I learned better by watching my son’s silkworms. Silkworms are fat and greedy creatures, but out of their own substance, they create something beautiful. They have no choice in the matter. They were born to express this beauty.
I, too, can transform something negative into something positive; by changing my self-defeating attitudes, I become a more beautiful human being. I was born with this beauty inside me, and if I will only allow myself, I can express it freely. Al-Anon helps me learn to put love first in my life. And gratitude, a cornerstone of my Al-Anon recovery, brings hidden loveliness clearly into view.
Today’s Reminder
Today I can spin a little silk and let it grace everything I touch. I don’t have to look back to past ugliness except to learn from it, to enhance the present, and to release whatever beauty is trapped behind old secrets and self-defeating attitudes. One day at a time I can delight in the splendid person I am becoming.

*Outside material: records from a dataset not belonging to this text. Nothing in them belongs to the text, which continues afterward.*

use crate::credentials::{CredentialStore, StatusSignal};
use crate::plugin::ProviderRegistry;
use relaypost_common::types::{Channel, DeliveryReport};
use serde_json::Value;
use std::sync::Arc;

/// Short failure category shown for any unreachable/rejected provider.
pub const CONNECTION_FAILED: &str = "Connection failed";
/// Failure category for bundles the plugin refuses outright.
pub const INVALID_CONFIGURATION: &str = "Invalid configuration";

/// Issues provider-specific validation probes.
///
/// `test` is synchronous from the caller's perspective: it completes
/// before returning a report. There is no cancellation; two overlapping
/// tests for the same channel resolve last-completed-wins at the
/// credential store.
pub struct ConnectivityTester {
    registry: Arc<ProviderRegistry>,
}

impl ConnectivityTester {
    pub fn new(registry: Arc<ProviderRegistry>) -> Self {
        Self { registry }
    }

    /// Probe `config` for `channel` and return a structured report.
    /// Failures are data: every error path lands in a
    /// `DeliveryReport { success: false, .. }`.
    pub async fn test(&self, channel: Channel, config: &Value) -> DeliveryReport {
        let provider = match self.registry.create_provider(channel, config) {
            Ok(p) => p,
            Err(e) => {
                tracing::warn!(channel = %channel, error = %e, "Connectivity test rejected config");
                return DeliveryReport::failed_with(INVALID_CONFIGURATION, e.to_string());
            }
        };

        match provider.probe().await {
            Ok(confirmation) => {
                tracing::info!(channel = %channel, "Connectivity test passed");
                DeliveryReport::ok(confirmation)
            }
            Err(e) => {
                tracing::warn!(channel = %channel, error = %e, "Connectivity test failed");
                DeliveryReport::failed_with(CONNECTION_FAILED, e.to_string())
            }
        }
    }

    /// Probe a channel's credentials and feed the outcome into the status
    /// machine: success always promotes to `configured` (even before an
    /// explicit save), failure never demotes an already-configured
    /// channel.
    ///
    /// With `incoming` the probe runs against the candidate bundle merged
    /// over the stored secrets, without saving it; otherwise it runs
    /// against what is stored.
    pub async fn test_with(
        &self,
        store: &CredentialStore,
        channel: Channel,
        incoming: Option<&Value>,
    ) -> DeliveryReport {
        let config = match incoming {
            Some(bundle) => store.merged_config(channel, bundle),
            None => store.raw_config(channel),
        };
        let report = self.test(channel, &config).await;
        let signal = if report.success {
            StatusSignal::TestSucceeded
        } else {
            StatusSignal::TestFailed
        };
        store.apply_signal(channel, signal);
        report
    }

    /// Probe a channel's stored credentials.
    pub async fn test_stored(&self, store: &CredentialStore, channel: Channel) -> DeliveryReport {
        self.test_with(store, channel, None).await
    }
}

“Sometimes it is necessary to reteach a thing its loveliness . . . until it flowers again from within . . . ” ~ Galway Kinnell
END OF QUOTE—————————————

Saint Francis and the Sow
The bud
stands for all things,
even those things that don’t flower,
for everything flowers, from within, of self-blessing;
though sometimes it is necessary
to reteach a thing its loveliness,
to put a hand on its brow
of the flower
and retell it in words and in touch
it is lovely
until it flowers again from within, of self-blessing;
as St. Francis
put his hand on the creased forehead
of the sow, and told her in words and in touch
blessings of earth on the sow, and the sow
began remembering all down her thick length,
from the earthen snout all the way
through the fodder and slops to the spiritual curl of
the tail,
from the hard spininess spiked out from the spine
down through the great broken heart
to the blue milken dreaminess spurting and shuddering
from the fourteen teats into the fourteen mouths sucking
and blowing beneath them:
the long, perfect loveliness of sow.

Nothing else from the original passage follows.